Estonya Cumhurbaşkanı Sayın Ilves ve beraberindeki değerli heyet üyelerini Türkiye'de ağırlamaktan büyük bir memnuniyet duyuyoruz. Ben de biliyorsunuz, Ekim 2008'de Estonya'yı resmen ziyaret etmiştim. Ve orada bize büyük bir misafirperverlik gösterilmişti. Bundan dolayı Sayın Cumhurbaşkanına tekrar teşekkür etmek istiyorum. Dost ve müttefik ülkelerimiz arasında, sık aralıklarla üst düzeyde ziyaretlerin yapılması, şüphesiz ki, ilişkilerimizin ve işbirliğimizin daha da ileriye taşınması için çok güzel fırsat olmaktadır. Ve aynı şekilde görüşlerimizi hep paylaşma imkânı vermektedir. Bugün de son derece olumlu ve samimi bir atmosfer içerisinde hem baş başa hem de heyetler arasında toplantı yaptık. Türkiye ile Estonya arasındaki siyasi, ekonomik, turizm, eğitim, kültürel alanlardaki ilişkilerin daha da geliştirilmesi konusunu konuştuktan sonra, Avrupa Birliği, Türkiye'nin Avrupa Birliği üyeliği meselesini geniş bir şekilde ele aldık.
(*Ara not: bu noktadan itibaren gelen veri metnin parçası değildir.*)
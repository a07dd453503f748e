//! Customer contact list, addressed by name.

use crate::domain::model::Customer;
use crate::domain::{matches_filter, title_case};
use anyhow::{Context, Result};
use sqlx::SqlitePool;
use tracing::debug;

#[derive(Clone, Debug)]
pub struct CustomerDirectory {
    pool: SqlitePool,
}

impl CustomerDirectory {
    pub fn new(pool: SqlitePool) -> Self {
        Self { pool }
    }

    /// Saves a customer under the title-cased `name`. An existing customer with that name has
    /// its phone and email replaced; otherwise a new record is created.
    pub async fn save(&self, name: &str, phone: &str, email: &str) -> Result<Customer> {
        let name = title_case(name);
        let mut tx = self.pool.begin().await?;

        let existing = sqlx::query_scalar::<_, i64>(
            "SELECT id FROM customers WHERE name = ?1 ORDER BY id ASC LIMIT 1",
        )
        .bind(&name)
        .fetch_optional(&mut *tx)
        .await?;

        let id = match existing {
            Some(id) => {
                sqlx::query("UPDATE customers SET phone = ?1, email = ?2 WHERE id = ?3")
                    .bind(phone)
                    .bind(email)
                    .bind(id)
                    .execute(&mut *tx)
                    .await
                    .context("failed to update customer")?;
                id
            }
            None => sqlx::query("INSERT INTO customers (name, phone, email) VALUES (?1, ?2, ?3)")
                .bind(&name)
                .bind(phone)
                .bind(email)
                .execute(&mut *tx)
                .await
                .context("failed to insert customer")?
                .last_insert_rowid(),
        };

        tx.commit().await?;
        debug!(id, customer = %name, updated = existing.is_some(), "saved customer");

        Ok(Customer {
            id,
            name,
            phone: phone.to_string(),
            email: email.to_string(),
        })
    }

    /// Removes customers whose name is exactly `name`. Returns whether any matched.
    pub async fn delete(&self, name: &str) -> Result<bool> {
        let removed = sqlx::query("DELETE FROM customers WHERE name = ?1")
            .bind(name)
            .execute(&self.pool)
            .await
            .with_context(|| format!("failed to delete customer {}", name))?
            .rows_affected()
            > 0;
        debug!(customer = name, removed, "deleted customer");
        Ok(removed)
    }

    pub async fn list(&self) -> Result<Vec<Customer>> {
        let customers = sqlx::query_as::<_, Customer>(
            "SELECT id, name, phone, email FROM customers ORDER BY id ASC",
        )
        .fetch_all(&self.pool)
        .await
        .context("failed to list customers")?;
        Ok(customers)
    }

    /// Customers whose name or phone contains `term` (case-insensitive).
    pub async fn search(&self, term: &str) -> Result<Vec<Customer>> {
        Ok(self
            .list()
            .await?
            .into_iter()
            .filter(|c| matches_filter(&c.name, Some(term)) || matches_filter(&c.phone, Some(term)))
            .collect())
    }
}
Sayın Cumhurbaşkanı her ortamda Türkiye'nin Avrupa Birliği ile ilişkilerini güçlü bir şekilde daima hep desteklemiştir. Ve bu konuda stratejik bir bakış içerisinde hep davranmıştır. Bugün de yaptığımız görüşmelerde kendisinin bu görüşlerini dinlemekten gerçekten büyük bir memnuniyet duydum. Ve Türkiye'nin Avrupa Birliği ile ilişkilerinde, Estonya'nın desteğinin daima devam edeceğini bir kez daha duymaktan da yine çok mutlu oldum. Yine Kıbrıs konusunu bu çerçeve içerisinde görüştük. Ben kendilerine Kıbrıs ile ilgili geniş bilgi verdim.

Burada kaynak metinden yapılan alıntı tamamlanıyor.